La Stampa, 25 gennaio 2018
Ripresa e dazi: il presidente Usa rivendica successi in economia
Solo sette mesi fa, quando l’antiglobalista Steve Bannon dettava l’agenda della Casa Bianca, Trump a Davos sarebbe stato un’eresia. La sua campagna elettorale era stata costruita contro l’uomo di Davos, che aveva approfittato degli ingenui lavoratori americani per arricchirsi, e ora andava punito. Le cose però cambiano in fretta nell’amministrazione Trump, e oggi il capo della Casa Bianca arriva in Svizzera, per tenere domani il discorso conclusivo dell’incontro.
I motivi di questa scelta sono almeno quattro: primo, rivendicare i successi economici davanti ai suoi critici; secondo, promuovere l’agenda di «America First» e attirare investimenti; terzo, coltivare i rapporti con gli altri potenti del mondo; quarto, non lasciare questo straordinario palcoscenico mediatico ai rivali, come era accaduto l’anno scorso col presidente cinese Xi, incoronato nuovo leader della globalizzazione.
In un tweet della vigilia, Trump ha detto che «gli investimenti si moltiplicano, siamo già tornati grandi». Il ministro del Tesoro Mnuchin ha spiegato che «America First non significa isolarci. Restiamo favorevoli all’economia liberista, ma giusta. Non ci dispiace il dollaro debole, perché aiuta le esportazioni». Sui dazi, il ministro del Commercio Ross ha detto che «erano necessari per rispondere alle scorrettezze dei concorrenti. Ne arriveranno altri, su acciaio, alluminio e proprietà intellettuale».
I risultati
Il titolo della conferenza, «un futuro condiviso in un mondo frammentato», sembra pensato apposta per contrastare la linea di Trump, ma questa sfida semmai lo incoraggia a partecipare. La prima cosa che farà sarà un «victory lap», per rivendicare i propri successi: crescita economica accelerata, disoccupazione ai minimi, borsa alle stelle, tagli alle tasse appena varati e semplificazione delle regole. Sulla base di questi risultati, promuoverà l’agenda di «America First», invitando i colleghi a imitarla. Trump ha impostato la campagna elettorale contro gli effetti negativi della globalizzazione sulla classe media americana, ma sa bene quanto possa essere utile, perché la sua stessa azienda ne ha approfittato per concludere affari in tutto il mondo.
Il nodo degli scambi
A patto però che gli uomini di Davos accettino i suoi correttivi. Primo fra tutti, un sistema di scambi che non penalizzi l’America, dalla possibile cancellazione dell’accordo Nafta ai venti di guerra commerciale con la Cina. E pazienza se 11 paesi asiatici vareranno comunque il Tpp senza gli Usa. Trump privilegia le relazioni bilaterali a quelle multilaterali, perché ritiene che questo approccio favorisca la forza unica e degli Stati Uniti, sconfinando se necessario nel protezionismo.
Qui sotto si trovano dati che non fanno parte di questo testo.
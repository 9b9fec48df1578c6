use nalgebra::Point3;

use crate::error::{KinematicsError, Result};
use crate::skeleton::JOINT_COUNT;

/// 1フレーム分の姿勢（関節位置 + メッシュ頂点）
#[derive(Debug, Clone, PartialEq)]
pub struct Pose {
    pub joints: [Point3<f64>; JOINT_COUNT],
    /// 描画用にそのまま渡すだけの頂点列
    pub vertices: Vec<Point3<f64>>,
}

impl Pose {
    pub fn new(joints: [Point3<f64>; JOINT_COUNT], vertices: Vec<Point3<f64>>) -> Self {
        Self { joints, vertices }
    }

    /// 可変長の関節列から作成。関節数が合わなければエラー
    pub fn from_parts(
        frame: usize,
        joints: Vec<Point3<f64>>,
        vertices: Vec<Point3<f64>>,
    ) -> Result<Self> {
        let actual = joints.len();
        let joints: [Point3<f64>; JOINT_COUNT] =
            joints.try_into().map_err(|_| KinematicsError::PoseShape {
                frame,
                expected: JOINT_COUNT,
                actual,
            })?;
        Ok(Self { joints, vertices })
    }

    pub fn joint(&self, index: usize) -> &Point3<f64> {
        &self.joints[index]
    }
}

/// モーションカタログの1エントリ（正規化用の経験的最大値を含む）
#[derive(Debug, Clone, PartialEq)]
pub struct MotionInfo {
    pub name: String,
    /// 速度矢印のスケーリング基準 (units/s)
    pub max_velocity: f64,
    /// 加速度矢印のスケーリング基準 (units/s^2)
    pub max_acceleration: f64,
}

impl MotionInfo {
    pub fn new(name: impl Into<String>, max_velocity: f64, max_acceleration: f64) -> Self {
        Self {
            name: name.into(),
            max_velocity,
            max_acceleration,
        }
    }
}

/// 読み込み済みのモーション。構築後は読み取り専用
#[derive(Debug, Clone)]
pub struct Motion {
    pub info: MotionInfo,
    /// フレームレート (frames/s)。差分の時間刻みは 1/frame_rate
    pub frame_rate: f64,
    poses: Vec<Pose>,
}

impl Motion {
    pub fn new(info: MotionInfo, frame_rate: f64, poses: Vec<Pose>) -> Result<Self> {
        if !(frame_rate.is_finite() && frame_rate > 0.0) {
            return Err(KinematicsError::parameter_shape(format!(
                "frame rate must be positive, got {}",
                frame_rate
            )));
        }
        Ok(Self { info, frame_rate, poses })
    }

    pub fn name(&self) -> &str {
        &self.info.name
    }

    pub fn num_frames(&self) -> usize {
        self.poses.len()
    }

    pub fn is_empty(&self) -> bool {
        self.poses.is_empty()
    }

    pub fn poses(&self) -> &[Pose] {
        &self.poses
    }

    pub fn pose(&self, frame: usize) -> Option<&Pose> {
        self.poses.get(frame)
    }

    /// 最後の有効な遷移フレーム (num_frames - 1) 未満か
    pub fn has_transition(&self, frame: usize) -> bool {
        frame < self.poses.len().saturating_sub(1)
    }
}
I tagli alle tasse e la riduzione delle regole che lui ha varato andrebbero imitati da tutti, ma se gli altri non lo faranno sarà meglio per l’America, che così attirerà gli investimenti delle grandi aziende globali. Stesso discorso per energia e sviluppo industriale, che lo hanno spinto ad uscire dall’accordo di Parigi sul clima, perché a suo avviso penalizzava gli Usa. La politica estera di Trump è apparsa abrasiva a molti alleati europei, ma lui non farà passi indietro su Corea del Nord, Iran, lotta al terrorismo, e i piani per ridefinire gli equilibri del Medio Oriente. Forse la sua base non capirà bene questa presenza a Davos, ma i toni chiariranno che non è venuto per arrendersi.